### Problem details
Of the records that follow, copy only the lines from the line containing "position, performs the" to the line containing "facade for local", both included, exactly as written.

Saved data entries
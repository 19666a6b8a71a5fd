//! Message dispatcher and session lifecycle.
//!
//! [`Exchange`] is the byte-in/byte-out surface a transport hands messages
//! to. It routes each message to the step matching the session's current
//! position, performs the credential-store lookup for the first message,
//! and owns the [`SessionContext`] so that secret material is destroyed on
//! every exit path, including abandonment.
//!
//! Error categories are surfaced through the [`log`] facade for local
//! telemetry, while the returned [`Outcome`] stays category-free: the
//! embedding service can answer a failed client uniformly without building
//! an error oracle.

use alloc::string::String;
use log::{debug, warn};
use rand_core::CryptoRngCore;
use zeroize::Zeroize;

use crate::engine;
use crate::errors::Error;
use crate::session::{SessionContext, Step};
use crate::store::CredentialStore;
use crate::wire::{username_field, Message};

/// Result of feeding one wire message to an [`Exchange`].
#[derive(Clone, Debug, PartialEq, Eq)]
pub enum Outcome {
    /// Step 1 succeeded; send the contained reply and await step 2.
    Continue(String),
    /// Step 2 succeeded; send the contained confirmation reply.
    Ok(String),
    /// Parse, protocol or configuration failure. The session is destroyed;
    /// the client must start over.
    Fail,
    /// The transcript-binding check failed. The session is destroyed.
    /// Deliberately indistinguishable from a tampered transcript.
    BadAuth,
}

/// Drives one authentication exchange from raw wire messages.
pub struct Exchange<S, CSPRNG>
where
    S: CredentialStore,
    CSPRNG: CryptoRngCore,
{
    store: S,
    rng: CSPRNG,
    ctx: Option<SessionContext>,
}

impl<S, CSPRNG> Exchange<S, CSPRNG>
where
    S: CredentialStore,
    CSPRNG: CryptoRngCore,
{
    /// Create a dispatcher over a credential store and a CSPRNG.
    pub fn new(store: S, rng: CSPRNG) -> Self {
        Exchange {
            store,
            rng,
            ctx: None,
        }
    }

    /// Feed one wire message to the exchange.
    ///
    /// The first message runs step 1 (after looking the claimed user up in
    /// the store); the second runs step 2. Anything after that, and any
    /// failure, destroys the session.
    pub fn message(&mut self, input: &str) -> Outcome {
        let step = match &self.ctx {
            None => Step::Init,
            Some(ctx) => ctx.step(),
        };
        match step {
            Step::Init => self.first_message(input),
            Step::AwaitingResponse => self.second_message(input),
            Step::Complete | Step::Failed => {
                warn!("message received for finished exchange");
                self.ctx = None;
                Outcome::Fail
            }
        }
    }

    /// Abandon the exchange, destroying the session and its secrets.
    pub fn abort(&mut self) {
        self.ctx = None;
    }

    /// The session behind this exchange, while one exists.
    ///
    /// After [`Outcome::Ok`] this is the completed session; the embedding
    /// service reads the session key from here if it wants to protect the
    /// subsequent channel.
    pub fn context(&self) -> Option<&SessionContext> {
        self.ctx.as_ref()
    }

    fn first_message(&mut self, input: &str) -> Outcome {
        let mut ctx = match self.lookup(input) {
            Ok(ctx) => ctx,
            Err(e) => return self.reject(e),
        };
        match engine::step1(&mut ctx, &mut self.rng, input) {
            Ok(reply) => {
                self.ctx = Some(ctx);
                Outcome::Continue(reply)
            }
            Err(e) => self.reject(e),
        }
    }

    fn second_message(&mut self, input: &str) -> Outcome {
        // Step routing above guarantees a live context here.
        let Some(ctx) = self.ctx.as_mut() else {
            return self.reject(Error::Protocol);
        };
        match engine::step2(ctx, input) {
            Ok(reply) => Outcome::Ok(reply),
            Err(e) => self.reject(e),
        }
    }

    /// Peek the claimed identity out of the first message and build a
    /// session from the stored credential material.
    fn lookup(&self, input: &str) -> Result<SessionContext, Error> {
        let msg = Message::parse(input)?;
        let username = username_field(&msg)?;
        // A directory-assigned identity alias overrides the lookup key.
        let key = msg.get(crate::constants::FIELD_USERID).unwrap_or(&username);
        let (salt, mut verifier) = self
            .store
            .lookup(key.as_bytes())
            .ok_or_else(|| Error::Config(String::from("unknown user")))?;
        let ctx = SessionContext::new(salt, &verifier);
        verifier.zeroize();
        ctx
    }

    /// Destroy the session and translate an error to its outcome,
    /// surfacing the category to telemetry only.
    fn reject(&mut self, e: Error) -> Outcome {
        self.ctx = None;
        match e {
            Error::AuthMismatch => {
                debug!("exchange rejected: {e}");
                Outcome::BadAuth
            }
            _ => {
                warn!("exchange failed: {e}");
                Outcome::Fail
            }
        }
    }
}
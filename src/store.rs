//! Credential store abstraction.

use alloc::vec::Vec;

use crate::constants::SALT_LEN;

/// Trait the server uses to abstract over storage and retrieval of salted
/// verifiers.
///
/// The store is consulted read-only, once per exchange, before step 1 runs.
/// Implementations are free to back this with a directory service, a
/// database, or an in-memory table in tests.
pub trait CredentialStore {
    /// Look up the credential material for `username`.
    ///
    /// # Return:
    /// `(salt, salted_verifier)` where `salted_verifier` is the stored
    /// `salt ∥ verify_digest(secret)` value, or `None` when the user is
    /// unknown. The salted verifier is secret material; implementations
    /// should avoid keeping extra copies alive.
    fn lookup(&self, username: &[u8]) -> Option<([u8; SALT_LEN], Vec<u8>)>;
}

### Exercise answer
//! position, performs the credential-store lookup for the first message,
//! and owns the [`SessionContext`] so that secret material is destroyed on
//! every exit path, including abandonment.
//!
//! Error categories are surfaced through the [`log`] facade for local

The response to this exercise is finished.